WHAT TO PRODUCE
Report the lines of the data below that contain the string "could".
______
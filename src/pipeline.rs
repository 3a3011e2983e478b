//! Fetch → Snapshot → Generate → Deliver, one stage after the other.

use llm_interface::DigestGenerator;
use mailer::DigestSink;
use reddit_client::ContentSource;
use snapshot::SnapshotWriter;
use std::io::Write;
use std::path::PathBuf;
use subdigest_core::{AppConfig, CoreError, DeliveryError, Digest, ErrorReporter};
use tracing::{info, warn};
use uuid::Uuid;

/// What a successful run produced.
#[derive(Debug, Clone, PartialEq)]
pub struct RunReport {
    pub run_id: Uuid,
    pub discussions: usize,
    pub comments: usize,
    /// `None` when the snapshot could not be written.
    pub snapshot: Option<PathBuf>,
    pub digest: Digest,
}

pub struct Pipeline<S, D> {
    source: S,
    generator: DigestGenerator,
    snapshot: SnapshotWriter,
    sink: D,
    reporter: ErrorReporter,
    community: String,
    title: String,
    post_limit: usize,
    comments_per_post: usize,
}

impl<S, D> Pipeline<S, D>
where
    S: ContentSource,
    D: DigestSink,
{
    pub fn new(config: &AppConfig, source: S, generator: DigestGenerator, sink: D) -> Self {
        Self {
            source,
            generator,
            snapshot: SnapshotWriter::new(config.snapshot_path.clone()),
            sink,
            reporter: ErrorReporter::new(),
            community: config.community.clone(),
            title: config.newsletter_title.clone(),
            post_limit: config.collection.post_limit,
            comments_per_post: config.collection.comments_per_post,
        }
    }

    pub fn sink(&self) -> &D {
        &self.sink
    }

    pub async fn run(&self) -> Result<RunReport, CoreError> {
        info!(stage = "fetch", community = %self.community, "Collecting content");
        let result = self
            .source
            .collect_daily_content(&self.community, self.post_limit, self.comments_per_post)
            .await?;

        info!(stage = "snapshot", run_id = %result.run_id, "Writing snapshot");
        let snapshot = match self.snapshot.write(&result).await {
            Ok(path) => Some(path),
            Err(e) => {
                self.reporter.report_warning(&CoreError::Snapshot(e));
                warn!("Snapshot not written, continuing");
                None
            }
        };

        info!(stage = "generate", run_id = %result.run_id, "Generating digest");
        let digest = self.generator.generate(&result, &self.title).await?;

        info!(stage = "deliver", run_id = %result.run_id, "Delivering digest");
        self.sink.deliver(&self.title, &digest).await?;

        info!(
            run_id = %result.run_id,
            discussions = result.discussions.len(),
            comments = result.comment_count(),
            "Run complete"
        );

        Ok(RunReport {
            run_id: result.run_id,
            discussions: result.discussions.len(),
            comments: result.comment_count(),
            snapshot,
            digest,
        })
    }
}

/// Prints the digest instead of mailing it.
#[derive(Debug, Default)]
pub struct StdoutSink;

impl DigestSink for StdoutSink {
    async fn deliver(&self, _title: &str, digest: &Digest) -> Result<(), DeliveryError> {
        let mut stdout = std::io::stdout().lock();
        writeln!(stdout, "{}", digest)
            .and_then(|_| stdout.flush())
            .map_err(|e| DeliveryError::MessageBuild {
                reason: format!("could not write digest to stdout: {}", e),
            })
    }
}
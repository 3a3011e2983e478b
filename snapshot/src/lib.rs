//! JSON snapshot of one run's collected content.

use serde::Serialize;
use serde_json::ser::PrettyFormatter;
use std::path::{Path, PathBuf};
use subdigest_core::{CollectionResult, SnapshotError};
use tracing::{debug, info};


const INDENT: &[u8] = b"    ";

/// Writes the collection to a fixed path, replacing the previous run's file.
#[derive(Debug, Clone)]
pub struct SnapshotWriter {
    path: PathBuf,
}

impl SnapshotWriter {
    pub fn new(path: impl Into<PathBuf>) -> Self {
        Self { path: path.into() }
    }

    pub fn path(&self) -> &Path {
        &self.path
    }

    pub async fn write(&self, result: &CollectionResult) -> Result<PathBuf, SnapshotError> {
        let bytes = to_pretty_json(result)?;

        if let Some(parent) = self.path.parent().filter(|p| !p.as_os_str().is_empty()) {
            tokio::fs::create_dir_all(parent)
                .await
                .map_err(|source| io_error(parent, source))?;
        }

        // Write next to the target, then swap it in.
        let staging = staging_path(&self.path);
        tokio::fs::write(&staging, &bytes)
            .await
            .map_err(|source| io_error(&staging, source))?;
        tokio::fs::rename(&staging, &self.path)
            .await
            .map_err(|source| io_error(&self.path, source))?;

        info!(
            path = %self.path.display(),
            bytes = bytes.len(),
            discussions = result.discussions.len(),
            "Snapshot written"
        );
        Ok(self.path.clone())
    }

    pub async fn load(path: impl AsRef<Path>) -> Result<CollectionResult, SnapshotError> {
        let path = path.as_ref();
        let raw = tokio::fs::read(path)
            .await
            .map_err(|source| io_error(path, source))?;
        debug!(path = %path.display(), bytes = raw.len(), "Snapshot read");
        Ok(serde_json::from_slice(&raw)?)
    }
}

fn to_pretty_json<T: Serialize>(value: &T) -> Result<Vec<u8>, SnapshotError> {
    let mut out = Vec::new();
    let mut serializer =
        serde_json::Serializer::with_formatter(&mut out, PrettyFormatter::with_indent(INDENT));
    value.serialize(&mut serializer)?;
    out.push(b'\n');
    Ok(out)
}

fn staging_path(path: &Path) -> PathBuf {
    let mut name = path
        .file_name()
        .map(|n| n.to_os_string())
        .unwrap_or_default();
    name.push(".tmp");
    path.with_file_name(name)
}

fn io_error(path: &Path, source: std::io::Error) -> SnapshotError {
    SnapshotError::Io {
        path: path.to_path_buf(),
        source,
    }
}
______
THE ANSWER
    /// `None` when the snapshot could not be written.
                reason: format!("could not write digest to stdout: {}", e),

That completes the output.